What are the historical implications of the play, Richard III?
Shakespeare's Richard III tells the story of Richard, Duke of Gloucester, who was the brother of Edward the IV and the Duke of Clarence.
Upon the death of his brother the King, Richard and his wife Anne usurped the crown of England by placing the legitimate heir to the throne, the 12 year old Edward V, and his brother in the tower of London from where they disappeared.
Eventually Richard died after only two years of reigning after the wife of the dead King used the help of a little known exiled Welshman from the Lancastrian lineage, Henry Tudor, to battle down Richard, marry the heiress of the Duchy of York, and become King Henry VII, the first Tudor King.

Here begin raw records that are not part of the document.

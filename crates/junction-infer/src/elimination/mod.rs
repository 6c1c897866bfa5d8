//! Elimination-sequence strategies.
//!
//! Eliminating a node connects all of its remaining neighbours pairwise and
//! removes it from the graph. The node together with those neighbours forms
//! the *elimination clique*; edges added to make it complete are *fill-ins*.
//! The order in which nodes are eliminated decides the size of the cliques,
//! and hence the cost of inference, so it is chosen by a pluggable
//! [`EliminationSequenceStrategy`]:
//!
//! - [`MinDegree`]: fewest remaining neighbours
//! - [`MinFill`]: fewest fill-in edges
//! - [`WeightedMinFill`]: fill-ins weighted by the product of domain sizes
//! - [`MinWeight`]: simplicial nodes first, then the lightest clique
//! - [`FixedOrder`]: caller-supplied order, remaining nodes by min-fill
//!
//! Every strategy breaks ties by the smallest [`NodeId`].

mod fixed_order;
mod heuristics;

pub use fixed_order::FixedOrder;
pub use heuristics::{MinDegree, MinFill, MinWeight, WeightedMinFill};

use std::cmp::Ordering;
use std::collections::{BTreeMap, BTreeSet};

use serde::{Deserialize, Serialize};

use crate::error::{PgmError, Result};
use crate::graph::{DomainSizes, Edge, NodeId, UndiGraph};

/// Result of eliminating one node.
#[derive(Debug, Clone, PartialEq, Eq)]
pub struct EliminationStep {
    /// The eliminated node.
    pub node: NodeId,
    /// `{node} ∪ remaining neighbours` at the time of elimination.
    pub clique: BTreeSet<NodeId>,
    /// Edges added between neighbours that were not yet adjacent.
    pub fill_ins: Vec<Edge>,
}

/// Picks the next node to eliminate and performs the elimination.
///
/// A strategy starts uninitialized; [`set_graph`](Self::set_graph) makes it
/// ready and it becomes exhausted once every node has been eliminated.
pub trait EliminationSequenceStrategy: Send + std::fmt::Debug {
    /// Load a working copy of `graph`. Every node needs a domain size.
    fn set_graph(&mut self, graph: &UndiGraph, domain_sizes: &DomainSizes) -> Result<()>;

    /// Node this strategy would eliminate next.
    fn next_node_to_eliminate(&self) -> Result<NodeId>;

    /// Eliminate `node`, which need not be the one the strategy suggested.
    fn eliminate(&mut self, node: NodeId) -> Result<EliminationStep>;

    /// True when no node is left to eliminate.
    fn is_exhausted(&self) -> bool;

    /// Drop the working graph, returning to the uninitialized state.
    fn clear(&mut self);

    fn name(&self) -> &'static str;
}

/// Serializable selector for the built-in strategies.
#[derive(Debug, Clone, PartialEq, Eq, Default, Serialize, Deserialize)]
#[serde(rename_all = "kebab-case")]
pub enum EliminationHeuristic {
    #[default]
    MinFill,
    MinDegree,
    WeightedMinFill,
    MinWeight,
    /// Eliminate these nodes first, in this order.
    FixedOrder(Vec<NodeId>),
}

impl EliminationHeuristic {
    /// Instantiate the strategy.
    pub fn build(&self) -> Box<dyn EliminationSequenceStrategy> {
        match self {
            EliminationHeuristic::MinFill => Box::new(MinFill::new()),
            EliminationHeuristic::MinDegree => Box::new(MinDegree::new()),
            EliminationHeuristic::WeightedMinFill => Box::new(WeightedMinFill::new()),
            EliminationHeuristic::MinWeight => Box::new(MinWeight::new()),
            EliminationHeuristic::FixedOrder(order) => Box::new(FixedOrder::new(order.clone())),
        }
    }
}

/// Working copy of the graph being eliminated, shared by all strategies.
#[derive(Debug, Clone, Default)]
pub struct EliminationGraph {
    adjacency: BTreeMap<NodeId, BTreeSet<NodeId>>,
    domain_sizes: DomainSizes,
}

impl EliminationGraph {
    pub fn new(graph: &UndiGraph, domain_sizes: &DomainSizes) -> Result<Self> {
        let mut adjacency = BTreeMap::new();
        let mut sizes = DomainSizes::new();
        for node in graph.nodes() {
            let size = *domain_sizes.get(&node).ok_or(PgmError::NodeNotFound(node))?;
            sizes.insert(node, size);
            adjacency.insert(node, graph.neighbours(node).collect());
        }
        Ok(Self {
            adjacency,
            domain_sizes: sizes,
        })
    }

    /// Nodes not yet eliminated, ascending.
    pub fn remaining(&self) -> impl Iterator<Item = NodeId> + '_ {
        self.adjacency.keys().copied()
    }

    pub fn is_empty(&self) -> bool {
        self.adjacency.is_empty()
    }

    pub fn len(&self) -> usize {
        self.adjacency.len()
    }

    pub fn contains(&self, node: NodeId) -> bool {
        self.adjacency.contains_key(&node)
    }

    pub fn neighbours(&self, node: NodeId) -> Option<&BTreeSet<NodeId>> {
        self.adjacency.get(&node)
    }

    pub fn degree(&self, node: NodeId) -> usize {
        self.adjacency.get(&node).map_or(0, |n| n.len())
    }

    pub fn domain_size(&self, node: NodeId) -> usize {
        self.domain_sizes.get(&node).copied().unwrap_or(1)
    }

    fn missing_edges(&self, node: NodeId) -> impl Iterator<Item = (NodeId, NodeId)> + '_ {
        let neighbours: Vec<NodeId> = self
            .adjacency
            .get(&node)
            .map(|n| n.iter().copied().collect())
            .unwrap_or_default();
        (0..neighbours.len()).flat_map(move |i| {
            let a = neighbours[i];
            neighbours[i + 1..]
                .iter()
                .copied()
                .filter(move |&b| !self.adjacency.get(&a).is_some_and(|s| s.contains(&b)))
                .map(move |b| (a, b))
                .collect::<Vec<_>>()
        })
    }

    /// Number of fill-ins eliminating `node` would add.
    pub fn fill_count(&self, node: NodeId) -> usize {
        self.missing_edges(node).count()
    }

    /// Σ `dom(a)·dom(b)` over the fill-ins eliminating `node` would add.
    pub fn weighted_fill(&self, node: NodeId) -> f64 {
        self.missing_edges(node)
            .map(|(a, b)| (self.domain_size(a) * self.domain_size(b)) as f64)
            .sum()
    }

    /// Product of the domain sizes of `node` and its remaining neighbours.
    pub fn clique_weight(&self, node: NodeId) -> f64 {
        let own = self.domain_size(node) as f64;
        self.adjacency.get(&node).map_or(own, |n| {
            n.iter().fold(own, |acc, &v| acc * self.domain_size(v) as f64)
        })
    }

    /// A node is simplicial when its neighbours already form a clique.
    pub fn is_simplicial(&self, node: NodeId) -> bool {
        self.missing_edges(node).next().is_none()
    }

    /// Eliminate `node`: connect its neighbours and remove it.
    pub fn eliminate(&mut self, node: NodeId) -> Result<EliminationStep> {
        if !self.contains(node) {
            return Err(PgmError::NodeNotFound(node));
        }
        let fill: Vec<(NodeId, NodeId)> = self.missing_edges(node).collect();
        let neighbours = self.adjacency.remove(&node).unwrap_or_default();

        let mut fill_ins = Vec::with_capacity(fill.len());
        for (a, b) in fill {
            if let Some(s) = self.adjacency.get_mut(&a) {
                s.insert(b);
            }
            if let Some(s) = self.adjacency.get_mut(&b) {
                s.insert(a);
            }
            fill_ins.push(Edge::new(a, b));
        }
        for &n in &neighbours {
            if let Some(s) = self.adjacency.get_mut(&n) {
                s.remove(&node);
            }
        }

        let mut clique = neighbours;
        clique.insert(node);
        Ok(EliminationStep {
            node,
            clique,
            fill_ins,
        })
    }

    /// Remaining node with the smallest key; ties go to the smallest id.
    pub fn argmin<K, F>(&self, mut key: F) -> Option<NodeId>
    where
        K: PartialOrd,
        F: FnMut(NodeId) -> K,
    {
        let mut best: Option<(NodeId, K)> = None;
        for node in self.remaining() {
            let k = key(node);
            let better = match &best {
                Some((_, b)) => k.partial_cmp(b) == Some(Ordering::Less),
                None => true,
            };
            if better {
                best = Some((node, k));
            }
        }
        best.map(|(node, _)| node)
    }
}

pub(crate) fn not_ready(strategy: &str) -> PgmError {
    PgmError::OperationNotAllowed(format!(
        "{} strategy has no graph left to eliminate",
        strategy
    ))
}

/// Run `strategy` to exhaustion on `graph` and return the elimination order.
pub fn elimination_order(
    strategy: &mut dyn EliminationSequenceStrategy,
    graph: &UndiGraph,
    domain_sizes: &DomainSizes,
) -> Result<Vec<NodeId>> {
    strategy.set_graph(graph, domain_sizes)?;
    let mut order = Vec::with_capacity(graph.size());
    while !strategy.is_exhausted() {
        let node = strategy.next_node_to_eliminate()?;
        strategy.eliminate(node)?;
        order.push(node);
    }
    Ok(order)
}

#[cfg(test)]
pub(crate) mod tests {
    use super::*;

    /// 4-cycle 0-1-2-3-0 plus a pendant node 4 attached to 0.
    pub(crate) fn cycle_with_tail() -> (UndiGraph, DomainSizes) {
        let mut g = UndiGraph::new();
        for _ in 0..5 {
            g.add_node();
        }
        for (a, b) in [(0, 1), (1, 2), (2, 3), (3, 0), (0, 4)] {
            g.add_edge(a, b).unwrap();
        }
        let sizes = (0..5).map(|n| (n, 2)).collect();
        (g, sizes)
    }

    #[test]
    fn test_elimination_adds_fill() {
        let (g, sizes) = cycle_with_tail();
        let mut eg = EliminationGraph::new(&g, &sizes).unwrap();
        assert_eq!(eg.fill_count(1), 1);
        assert!(eg.is_simplicial(4));
        assert_eq!(eg.clique_weight(0), 16.0);

        let step = eg.eliminate(1).unwrap();
        assert_eq!(step.clique, BTreeSet::from([0, 1, 2]));
        assert_eq!(step.fill_ins, vec![Edge::new(0, 2)]);
        assert!(eg.neighbours(0).unwrap().contains(&2));
        assert!(!eg.contains(1));
        assert!(eg.eliminate(1).is_err());
    }

    #[test]
    fn test_missing_domain_size() {
        let (g, mut sizes) = cycle_with_tail();
        sizes.remove(&3);
        assert!(matches!(
            EliminationGraph::new(&g, &sizes),
            Err(PgmError::NodeNotFound(3))
        ));
    }

    #[test]
    fn test_heuristic_serde_names() {
        #[derive(Deserialize)]
        struct Wrapper {
            h: EliminationHeuristic,
        }
        let w: Wrapper = toml::from_str("h = \"weighted-min-fill\"").unwrap();
        assert_eq!(w.h, EliminationHeuristic::WeightedMinFill);
        let w: Wrapper = toml::from_str("h = { fixed-order = [2, 0] }").unwrap();
        assert_eq!(w.h, EliminationHeuristic::FixedOrder(vec![2, 0]));
        assert_eq!(w.h.build().name(), "fixed-order");
    }

    #[test]
    fn test_every_strategy_eliminates_everything() {
        let (g, sizes) = cycle_with_tail();
        for heuristic in [
            EliminationHeuristic::MinFill,
            EliminationHeuristic::MinDegree,
            EliminationHeuristic::WeightedMinFill,
            EliminationHeuristic::MinWeight,
            EliminationHeuristic::FixedOrder(vec![3]),
        ] {
            let mut strategy = heuristic.build();
            let mut order = elimination_order(strategy.as_mut(), &g, &sizes).unwrap();
            assert!(strategy.next_node_to_eliminate().is_err());
            order.sort_unstable();
            assert_eq!(order, vec![0, 1, 2, 3, 4], "{}", strategy.name());
        }
    }
}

The historical consequences of Richard III is that it created several myths and legends about him that supercede his virtues- albeit fairly-and told a very explosive story a la reality show of what went on.
First, Richard became known as the possible plotter and murderer of "the princes in the tower"- a scandal of the time basically stating that two children were murdered by their sick uncle who had already betrayed their father.
Second, it tells the story of how he was first a loyal duke that stood beside his brother in battle only to later on betray him, bastardize his children, and usurp the crown.
3. Third, it tells the story of a queen whom he hated and plotted agains, and how she in turn took her daughter, a powerful heiress, married her off to the first Tudor, and battled HIM down.
4.Fourth, it sets a foundation to the future plays Henry VII and Henry VIII which are quite hot as well.
In not so many words, the saga of the Tudors began with Richard III, the last Plantagenet King, and the protagonist of a series of salacious events that changed the history of England in only 24 months.